Physicians who want non-compete clauses in their employment agreements should be wary of the specific enforceability requirements found in the Texas Commerce Code.  The Code could thwart the intentions of the employer if the covenant not to compete is not carefully drafted.

Texas Commerce Code § 15.50 governs the enforceability of non-compete covenants. To be enforceable, the covenant must contain reasonable limitations as to time, geographical area, and scope of activity.  Additionally, the covenant must be ancillary to or part of another enforceable agreement, and the limitations cannot impose a restraint that is greater than necessary to protect business interests.

To enforce a non-compete covenant against a physician, however, the statute creates additional requirements.  In addition to complying with the above threshold elements, a covenant restricting a physician must also meet the following physician-specific requirements:

  • The covenant must not deny the departing physician access to patient lists covering a specific period of time;
  • The covenant must provide the physician with access to patient records, subject to patient authorization and other requirements;
  • The covenant must also provide a buyout provision enabling the departing physician to buyout the covenant; and
  • The covenant must give the physician access to certain acute patients.

There is a very narrow exception to the four physician-specific requirements outlined above.  The exception applies in the context of a physician investor who owns a business interest in a licensed hospital or in an ambulatory surgical center.  In those scenarios, the covenant is enforceable against the departing physician without the physician-specific statutory requirements.
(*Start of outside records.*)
#[tokio::test]
async fn pause_takes_effect_at_the_next_boundary_and_preserves_cursor() {
    let fix = fixture(edition_pages(2, 1));

    // Seed the checkpoint row, then pause before the next invocation.
    fix.stores
        .checkpoints
        .acquire(JOB, JobKind::BiblioImport, STALE)
        .await
        .unwrap();
    fix.stores.checkpoints.release(JOB).await.unwrap();
    fix.stores
        .handles()
        .set_job_control(JOB, ControlSignal::Pause, "admin")
        .await
        .unwrap();

    let report = fix.runner.run_job(JOB).await.unwrap();
    assert_eq!(report.outcome, RunOutcome::Paused);
    assert_eq!(report.pages, 0);
    assert_eq!(fix.adapter.fetch_calls(), 0);

    let cp = fix.stores.checkpoints.get(JOB).await.unwrap().unwrap();
    assert!(!cp.is_running, "paused job does not keep the lease");
    assert!(cp.paused_at.is_some());
    assert!(cp.cursor_state().is_start(), "cursor preserved");

    // The control change was audited.
    let audits = fix.stores.audit.all();
    assert!(audits
        .iter()
        .any(|e| e.detail.get("signal") == Some(&json!("pause"))));

    // Resume: the admin flips the signal back and the next invocation
    // picks up from the preserved cursor.
    fix.stores
        .handles()
        .set_job_control(JOB, ControlSignal::Run, "admin")
        .await
        .unwrap();
    let report = fix.runner.run_job(JOB).await.unwrap();
    assert_eq!(report.outcome, RunOutcome::Completed);
    assert_eq!(report.counters.processed, 2);
}

#[tokio::test]
async fn stop_clears_the_lease_immediately() {
    let fix = fixture(edition_pages(2, 1));
    fix.stores
        .checkpoints
        .acquire(JOB, JobKind::BiblioImport, STALE)
        .await
        .unwrap();
    fix.stores
        .checkpoints
        .set_control(JOB, ControlSignal::Stop)
        .await
        .unwrap();

    let cp = fix.stores.checkpoints.get(JOB).await.unwrap().unwrap();
    assert!(!cp.is_running, "stop clears the lease at once");

    let report = fix.runner.run_job(JOB).await.unwrap();
    assert_eq!(report.outcome, RunOutcome::Stopped);
    assert_eq!(fix.adapter.fetch_calls(), 0);
}

#[tokio::test]
async fn held_lease_blocks_a_second_invocation() {
    let fix = fixture(edition_pages(1, 1));

    fix.stores
        .checkpoints
        .acquire(JOB, JobKind::BiblioImport, STALE)
        .await
        .unwrap();

    let blocked = fix.runner.run_job(JOB).await;
    assert!(matches!(blocked, Err(Error::AlreadyRunning(_))));
    assert_eq!(fix.adapter.fetch_calls(), 0);
}

#[tokio::test]
async fn page_budget_yields_and_resumption_never_refetches() {
    let fix = fixture_with(
        edition_pages(3, 1),
        BreakerConfig::default(),
        RunnerConfig::default().with_max_pages_per_run(Some(1)),
    );

    let first = fix.runner.run_job(JOB).await.unwrap();
    assert_eq!(first.outcome, RunOutcome::PageBudget);
    assert_eq!(first.pages, 1);

    let second = fix.runner.run_job(JOB).await.unwrap();
    assert_eq!(second.outcome, RunOutcome::PageBudget);

    let third = fix.runner.run_job(JOB).await.unwrap();
    assert_eq!(third.outcome, RunOutcome::Completed);
    assert_eq!(third.counters.processed, 3, "each record ingested once");
    assert_eq!(fix.adapter.fetch_calls(), 3, "each page fetched once");
}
There is a strong argument that the exception should be broader and should cover many other forms of investments where the investor physician does not treat patients, such as therapy centers and E.R. facilities.  Nonetheless, the Code draws a distinction between different types of investments (licensed hospitals and ambulatory surgery centers, and other investments), and while the exception makes sense, it is narrow and its scope will likely be litigated in court.

The complexity of the non-compete Texas statute is patent and covenants not to compete should be carefully drafted.  Physicians should be aware of the statutory requirements when entering into employment agreements, and should seek competent counsel to review and draft their employment agreements to ensure that their business is properly protected.